▶ Recorded information:
********************
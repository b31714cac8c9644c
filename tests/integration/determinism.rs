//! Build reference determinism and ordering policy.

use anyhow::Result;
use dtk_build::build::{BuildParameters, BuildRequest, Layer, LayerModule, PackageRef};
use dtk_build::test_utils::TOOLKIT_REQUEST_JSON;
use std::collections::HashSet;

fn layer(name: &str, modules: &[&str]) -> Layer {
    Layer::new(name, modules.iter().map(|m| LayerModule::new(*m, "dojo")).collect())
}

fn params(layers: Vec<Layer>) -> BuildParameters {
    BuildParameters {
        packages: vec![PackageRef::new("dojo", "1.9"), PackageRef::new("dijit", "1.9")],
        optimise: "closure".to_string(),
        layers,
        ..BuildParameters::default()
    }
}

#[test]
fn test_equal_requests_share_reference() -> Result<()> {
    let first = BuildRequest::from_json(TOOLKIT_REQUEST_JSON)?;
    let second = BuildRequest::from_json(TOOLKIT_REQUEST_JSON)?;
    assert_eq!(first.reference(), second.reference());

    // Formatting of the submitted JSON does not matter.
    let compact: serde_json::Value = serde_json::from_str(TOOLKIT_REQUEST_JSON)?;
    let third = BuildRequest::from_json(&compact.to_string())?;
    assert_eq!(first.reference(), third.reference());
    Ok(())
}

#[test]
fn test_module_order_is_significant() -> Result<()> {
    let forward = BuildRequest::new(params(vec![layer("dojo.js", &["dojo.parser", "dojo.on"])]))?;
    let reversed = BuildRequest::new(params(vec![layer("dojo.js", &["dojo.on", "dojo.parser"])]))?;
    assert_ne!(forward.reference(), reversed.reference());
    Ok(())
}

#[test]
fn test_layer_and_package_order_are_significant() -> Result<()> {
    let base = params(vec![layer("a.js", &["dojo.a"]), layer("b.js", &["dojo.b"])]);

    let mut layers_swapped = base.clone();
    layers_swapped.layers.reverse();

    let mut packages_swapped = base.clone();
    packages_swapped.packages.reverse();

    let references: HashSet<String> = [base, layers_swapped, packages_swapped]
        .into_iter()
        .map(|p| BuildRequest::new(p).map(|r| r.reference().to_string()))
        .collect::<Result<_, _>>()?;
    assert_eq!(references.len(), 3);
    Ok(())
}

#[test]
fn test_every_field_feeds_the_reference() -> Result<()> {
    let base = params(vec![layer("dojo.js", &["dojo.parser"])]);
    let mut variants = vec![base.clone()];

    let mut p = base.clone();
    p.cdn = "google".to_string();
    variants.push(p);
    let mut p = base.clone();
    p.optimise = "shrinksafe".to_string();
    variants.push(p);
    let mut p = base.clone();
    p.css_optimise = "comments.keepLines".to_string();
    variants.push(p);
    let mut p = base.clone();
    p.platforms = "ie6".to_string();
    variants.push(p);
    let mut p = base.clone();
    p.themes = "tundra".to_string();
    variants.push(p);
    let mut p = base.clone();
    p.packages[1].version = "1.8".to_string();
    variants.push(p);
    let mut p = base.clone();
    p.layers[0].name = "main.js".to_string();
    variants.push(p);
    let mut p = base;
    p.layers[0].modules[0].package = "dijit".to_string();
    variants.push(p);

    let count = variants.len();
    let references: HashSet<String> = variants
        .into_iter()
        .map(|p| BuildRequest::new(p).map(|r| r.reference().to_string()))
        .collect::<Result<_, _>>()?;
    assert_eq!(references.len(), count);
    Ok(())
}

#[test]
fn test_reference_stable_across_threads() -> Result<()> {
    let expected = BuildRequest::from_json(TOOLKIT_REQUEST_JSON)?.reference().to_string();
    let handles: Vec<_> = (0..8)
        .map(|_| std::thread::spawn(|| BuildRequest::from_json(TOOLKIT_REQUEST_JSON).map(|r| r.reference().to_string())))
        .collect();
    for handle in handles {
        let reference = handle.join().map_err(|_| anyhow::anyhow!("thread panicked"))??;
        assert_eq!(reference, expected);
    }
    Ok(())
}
********************
▶ Work instruction: Write down every entry exactly.

▶ Response below:
repository b31714cac8c9644c
filename tests/integration/determinism.rs
//! Build reference determinism and ordering policy.

use anyhow::Result;
use dtk_build::build::{BuildParameters, BuildRequest, Layer, LayerModule, PackageRef};
use dtk_build::test_utils::TOOLKIT_REQUEST_JSON;
use std::collections::HashSet;

fn layer(name: &str, modules: &[&str]) -> Layer {
    Layer::new(name, modules.iter().map(|m| LayerModule::new(*m, "dojo")).collect())
}

fn params(layers: Vec<Layer>) -> BuildParameters {
    BuildParameters {
        packages: vec![PackageRef::new("dojo", "1.9"), PackageRef::new("dijit", "1.9")],
        optimise: "closure".to_string(),
        layers,
        ..BuildParameters::default()
    }
}

#[test]
fn test_equal_requests_share_reference() -> Result<()> {
    let first = BuildRequest::from_json(TOOLKIT_REQUEST_JSON)?;
    let second = BuildRequest::from_json(TOOLKIT_REQUEST_JSON)?;
    assert_eq!(first.reference(), second.reference());

    // Formatting of the submitted JSON does not matter.
    let compact: serde_json::Value = serde_json::from_str(TOOLKIT_REQUEST_JSON)?;
    let third = BuildRequest::from_json(&compact.to_string())?;
    assert_eq!(first.reference(), third.reference());
    Ok(())
}

#[test]
fn test_module_order_is_significant() -> Result<()> {
    let forward = BuildRequest::new(params(vec![layer("dojo.js", &["dojo.parser", "dojo.on"])]))?;
    let reversed = BuildRequest::new(params(vec![layer("dojo.js", &["dojo.on", "dojo.parser"])]))?;
    assert_ne!(forward.reference(), reversed.reference());
    Ok(())
}

#[test]
fn test_layer_and_package_order_are_significant() -> Result<()> {
    let base = params(vec![layer("a.js", &["dojo.a"]), layer("b.js", &["dojo.b"])]);

    let mut layers_swapped = base.clone();
    layers_swapped.layers.reverse();

    let mut packages_swapped = base.clone();
    packages_swapped.packages.reverse();

    let references: HashSet<String> = [base, layers_swapped, packages_swapped]
        .into_iter()
        .map(|p| BuildRequest::new(p).map(|r| r.reference().to_string()))
        .collect::<Result<_, _>>()?;
    assert_eq!(references.len(), 3);
    Ok(())
}

#[test]
fn test_every_field_feeds_the_reference() -> Result<()> {
    let base = params(vec![layer("dojo.js", &["dojo.parser"])]);
    let mut variants = vec![base.clone()];

    let mut p = base.clone();
    p.cdn = "google".to_string();
    variants.push(p);
    let mut p = base.clone();
    p.optimise = "shrinksafe".to_string();
    variants.push(p);
    let mut p = base.clone();
    p.css_optimise = "comments.keepLines".to_string();
    variants.push(p);
    let mut p = base.clone();
    p.platforms = "ie6".to_string();
    variants.push(p);
    let mut p = base.clone();
    p.themes = "tundra".to_string();
    variants.push(p);
    let mut p = base.clone();
    p.packages[1].version = "1.8".to_string();
    variants.push(p);
    let mut p = base.clone();
    p.layers[0].name = "main.js".to_string();
    variants.push(p);
    let mut p = base;
    p.layers[0].modules[0].package = "dijit".to_string();
    variants.push(p);

    let count = variants.len();
    let references: HashSet<String> = variants
        .into_iter()
        .map(|p| BuildRequest::new(p).map(|r| r.reference().to_string()))
        .collect::<Result<_, _>>()?;
    assert_eq!(references.len(), count);
    Ok(())
}

#[test]
fn test_reference_stable_across_threads() -> Result<()> {
    let expected = BuildRequest::from_json(TOOLKIT_REQUEST_JSON)?.reference().to_string();
    let handles: Vec<_> = (0..8)
        .map(|_| std::thread::spawn(|| BuildRequest::from_json(TOOLKIT_REQUEST_JSON).map(|r| r.reference().to_string())))
        .collect();
    for handle in handles {
        let reference = handle.join().map_err(|_| anyhow::anyhow!("thread panicked"))??;
        assert_eq!(reference, expected);
    }
    Ok(())
}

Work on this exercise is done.